Methods: A qualitative content analysis was performed on a randomly selected subset of messages sent and received by hospitalist clinicians from a weekday and a weekend day during 2023, coding them by urgency (i.e., emergent, urgent, non-urgent), context (i.e., clinical, administrative), actionable/non-actionable, content (i.e., social, gratitude, acknowledgement, apology, completion notification), sentiment (i.e., positive, negative, neutral), and other key features (i.e., change in communication mode, near miss/miss, presence of emoticon). A thematic analysis was then conducted on conversations that were length outliers (i.e., greater than one standard deviation) or contained messages with emotion, messages indicating a change in communication mode, and messages highlighting a near miss/miss event.

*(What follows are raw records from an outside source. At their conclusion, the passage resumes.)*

//! Game engine and state management.

use alloc::vec::Vec;

use rand::SeedableRng;
use rand_chacha::ChaCha8Rng;
use tracing::{debug, info, warn};

use crate::card::Card;
use crate::deck::Deck;
use crate::error::{ActionError, DealError, DeckError};
use crate::hand::Hand;
use crate::options::{ExhaustionPolicy, GameOptions};
use crate::result::{Outcome, RoundResult};

mod actions;
pub mod state;

pub use state::GameState;

/// Cards dealt to each side at the start of a round.
const OPENING_CARDS: usize = 2;

/// A single-player blackjack game.
///
/// The game owns the deck, both hands, and the random number generator used
/// for shuffling. Rounds are started with [`new_round`](Self::new_round) and
/// played with [`hit`](Self::hit) and [`stand`](Self::stand).
///
/// # Example
///
/// ```
/// use blackjack_solo::{Game, GameOptions, GameState};
///
/// let mut game = Game::new(GameOptions::default(), 7);
/// game.new_round().unwrap();
///
/// while game.player_value() < 17 {
///     if game.hit().unwrap().busted {
///         break;
///     }
/// }
/// if game.state() == GameState::PlayerTurn {
///     game.stand().unwrap();
/// }
///
/// assert_eq!(game.state(), GameState::RoundOver);
/// println!("{}", game.result().unwrap().outcome);
/// ```
#[derive(Debug, Clone)]
pub struct Game {
    deck: Deck,
    options: GameOptions,
    state: GameState,
    player: Hand,
    dealer: Hand,
    result: Option<RoundResult>,
    rng: ChaCha8Rng,
}

impl Game {
    /// Creates a new game with the given seed.
    ///
    /// No cards are dealt until [`new_round`](Self::new_round) is called.
    #[must_use]
    pub fn new(options: GameOptions, seed: u64) -> Self {
        Self {
            deck: Deck::new(),
            options,
            state: GameState::Idle,
            player: Hand::new(),
            dealer: Hand::new(),
            result: None,
            rng: ChaCha8Rng::seed_from_u64(seed),
        }
    }

    /// Starts a new round with a fresh shuffled deck.
    ///
    /// Both hands are cleared, then the player and dealer are each dealt two
    /// cards, alternating and starting with the player.
    ///
    /// # Errors
    ///
    /// Returns an error if a round is still in progress.
    pub fn new_round(&mut self) -> Result<(), DealError> {
        if !self.state.can_deal() {
            return Err(DealError::RoundInProgress);
        }
        let deck = Deck::shuffled(&mut self.rng);
        self.new_round_with_deck(deck)
    }

    /// Starts a new round using the supplied deck as-is.
    ///
    /// # Errors
    ///
    /// Returns an error if a round is still in progress or the deck holds
    /// fewer than four cards.
    pub fn new_round_with_deck(&mut self, deck: Deck) -> Result<(), DealError> {
        if !self.state.can_deal() {
            return Err(DealError::RoundInProgress);
        }
        if deck.len() < OPENING_CARDS * 2 {
            return Err(DealError::NotEnoughCards);
        }

        self.deck = deck;
        self.player.clear();
        self.dealer.clear();
        self.result = None;

        for _ in 0..OPENING_CARDS {
            let card = self.deck.draw().map_err(|_| DealError::NotEnoughCards)?;
            self.player.add_card(card);
            let card = self.deck.draw().map_err(|_| DealError::NotEnoughCards)?;
            self.dealer.add_card(card);
        }

        self.state = GameState::PlayerTurn;
        info!(
            player = self.player.value(),
            dealer = self.dealer.value(),
            "round dealt"
        );

        Ok(())
    }

    /// Handles an empty deck according to the exhaustion policy.
    ///
    /// Returns `Ok(())` if play can continue with a replacement deck.
    /// Otherwise the round is ended as a push and the error is returned.
    fn recover(&mut self, err: DeckError) -> Result<(), ActionError> {
        if err == DeckError::Exhausted && self.options.exhaustion == ExhaustionPolicy::Reshuffle {
            info!("deck exhausted, reshuffling a fresh deck");
            self.deck = Deck::shuffled(&mut self.rng);
            return Ok(());
        }

        warn!(%err, "deck exhausted mid-round, ending round as a push");
        self.finish(Outcome::Push, true);
        Err(err.into())
    }

    /// Records the round result and moves to [`GameState::RoundOver`].
    fn finish(&mut self, outcome: Outcome, deck_exhausted: bool) -> RoundResult {
        let result = RoundResult {
            outcome,
            player_value: self.player.value(),
            dealer_value: self.dealer.value(),
            dealer_drawn: self.dealer_drawn(),
            deck_exhausted,
        };
        info!(
            outcome = ?result.outcome,
            player = result.player_value,
            dealer = result.dealer_value,
            "round over"
        );

        self.state = GameState::RoundOver;
        self.result = Some(result.clone());
        result
    }

    fn dealer_drawn(&self) -> Vec<Card> {
        self.dealer
            .cards()
            .iter()
            .skip(OPENING_CARDS)
            .copied()
            .collect()
    }

    /// Returns the current game state.
    #[must_use]
    pub const fn state(&self) -> GameState {
        self.state
    }

    /// Returns the game options.
    #[must_use]
    pub const fn options(&self) -> &GameOptions {
        &self.options
    }

    /// Returns the player's hand.
    #[must_use]
    pub const fn player_hand(&self) -> &Hand {
        &self.player
    }

    /// Returns the dealer's hand.
    #[must_use]
    pub const fn dealer_hand(&self) -> &Hand {
        &self.dealer
    }

    /// Returns the value of the player's hand.
    #[must_use]
    pub fn player_value(&self) -> u32 {
        self.player.value()
    }

    /// Returns the value of the dealer's hand.
    #[must_use]
    pub fn dealer_value(&self) -> u32 {
        self.dealer.value()
    }

    /// Returns the number of cards remaining in the deck.
    #[must_use]
    pub fn cards_remaining(&self) -> usize {
        self.deck.len()
    }

    /// Returns the result of the last finished round.
    ///
    /// Returns `None` while a round is in progress or before the first round.
    #[must_use]
    pub const fn result(&self) -> Option<&RoundResult> {
        self.result.as_ref()
    }

    fn ensure_player_turn(&self) -> Result<(), ActionError> {
        if self.state != GameState::PlayerTurn {
            debug!(state = ?self.state, "action rejected");
            return Err(ActionError::InvalidState);
        }
        Ok(())
    }
}
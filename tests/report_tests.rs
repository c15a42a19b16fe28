// Node report: totals, unpriced handling, text rendering, node file loading

mod common;

use common::priced_node;
use nodecost::config::ReportConfig;
use nodecost::models::Node;
use nodecost::report::{build_report, load_nodes, parse_nodes, render_text};

fn fleet() -> Vec<Node> {
    let mut web = priced_node("m1", 0.40, 4.0, 16e9);
    web.name.update("web-1", 10);
    let unpriced = priced_node("m2", 0.0, 2.0, 4e9);
    let mut db = priced_node("m3", 1.0, 8.0, 32e9);
    db.cpu_usage_percent = common::series(&[]);
    vec![web, unpriced, db]
}

#[test]
fn report_sums_known_costs() {
    let report = build_report(&fleet(), &ReportConfig::default());
    assert_eq!(report.nodes.len(), 3);
    assert_eq!(report.unpriced, 1);
    assert!((report.total_per_hour - 1.40).abs() < 1e-5);

    let ids: Vec<&str> = report.nodes.iter().map(|n| n.machine_id.as_str()).collect();
    assert_eq!(ids, vec!["m1", "m2", "m3"]);
    assert!(report.nodes[0].up);
    assert!(report.nodes[1].breakdown.is_none());
    assert!(!report.nodes[2].up);
    assert!(report.nodes[2].breakdown.is_some());
}

#[test]
fn report_only_priced_drops_unknown_costs() {
    let config = ReportConfig {
        only_priced: true,
        ..Default::default()
    };
    let report = build_report(&fleet(), &config);
    assert_eq!(report.nodes.len(), 2);
    assert_eq!(report.unpriced, 1);
    assert!(report.nodes.iter().all(|n| n.breakdown.is_some()));
}

#[test]
fn report_of_no_nodes_is_empty() {
    let report = build_report(&[], &ReportConfig::default());
    assert!(report.nodes.is_empty());
    assert_eq!(report.total_per_hour, 0.0);
    assert_eq!(report.unpriced, 0);
}

#[test]
fn render_text_lines() {
    let config = ReportConfig {
        precision: 2,
        ..Default::default()
    };
    let report = build_report(&fleet(), &config);
    let text = render_text(&report, &config);
    let lines: Vec<&str> = text.lines().collect();
    assert_eq!(lines.len(), 4);
    assert_eq!(
        lines[0],
        "m1 web-1 up cpu=0.08 memory=0.32 total=0.40 USD/h"
    );
    assert_eq!(lines[1], "m2 - up cost unknown");
    assert!(lines[2].starts_with("m3 - down cpu="));
    assert_eq!(lines[3], "total=1.40 USD/h unpriced=1");
}

#[test]
fn report_json_keeps_unknown_breakdown_as_null() {
    let report = build_report(&fleet(), &ReportConfig::default());
    let json = serde_json::to_value(&report).unwrap();
    assert!(json["nodes"][1]["breakdown"].is_null());
    assert!(json["nodes"][0]["breakdown"]["cpuUsagePerHour"].is_number());
}

#[test]
fn parse_nodes_skips_entries_without_machine_id() {
    let json = r#"[
        {"machineId": "m1", "pricePerHour": 0.4,
         "cpuCapacity": {"from": 0, "step": 15, "data": [4]},
         "memoryTotalBytes": {"from": 0, "step": 15, "data": [16000000000]}},
        {"pricePerHour": 1.0}
    ]"#;
    let nodes = parse_nodes(json).unwrap();
    assert_eq!(nodes.len(), 1);
    let b = nodes[0].price_breakdown().unwrap();
    assert!((b.costs.cpu_usage_per_hour - 0.08).abs() < 1e-6);
}

#[test]
fn parse_nodes_rejects_malformed_json() {
    assert!(parse_nodes("{not json").is_err());
    assert!(parse_nodes(r#"[{"machineId": "m1", "uptime": {"from": 0, "step": 0}}]"#).is_err());
}

#[tokio::test]
async fn load_nodes_reads_serialized_fleet() {
    let dir = tempfile::TempDir::new().unwrap();
    let path = dir.path().join("nodes.json");
    std::fs::write(&path, serde_json::to_string(&fleet()).unwrap()).unwrap();

    let nodes = load_nodes(&path).await.unwrap();
    assert_eq!(nodes.len(), 3);
    assert_eq!(nodes[0].name.value(), "web-1");
    let report = build_report(&nodes, &ReportConfig::default());
    assert_eq!(report.unpriced, 1);
    assert!((report.total_per_hour - 1.40).abs() < 1e-5);
}

#[tokio::test]
async fn load_nodes_missing_file_fails() {
    let dir = tempfile::TempDir::new().unwrap();
    assert!(load_nodes(dir.path().join("absent.json")).await.is_err());
}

Results: A total of 2706 messages (365 conversations) were coded by the study team. These messages were sent and received by physicians (38%), advanced practice providers (22%), nurses (33%), and other care team members (8%). The majority of these messages were “non-urgent” (99%), “clinical” (64%), and/or “non-actionable” (66%). Among these messages, many were characterized as solely acknowledgement (13%), completion notification (13%), gratitude (8%), or acknowledgement and gratitude (8%) with a smaller subset of messages containing only components of social interactions (0.6%) or apology (2%). Conversations that were length outliers (19%) typically involved discussions of complex and evolving patient-related topics. Themes for conversations containing a near miss/miss event (7%) included a lack of knowledge or information related to a care plan, order errors, messaging the wrong person or regarding the wrong patient, failure to complete an action item, and failure to communicate important patient events. Communication mode changes (5%) typically involved transitions to phone call for further discussions (e.g., updates, questions) and to facilitate in-hospital transfers of care, as well as transitions to in-person conversations for clinical status changes and to email for sending attachments. Emotions (29%) were conveyed in conversations through language, capitalization and punctuation, and emoticons.
Conclusions: A majority of messages were non-urgent and non-actionable with many containing lower acuity elements, specifically acknowledgement, gratitude, or completion notification. These messages may offer a specific target for addressing communication volume and related interruptions.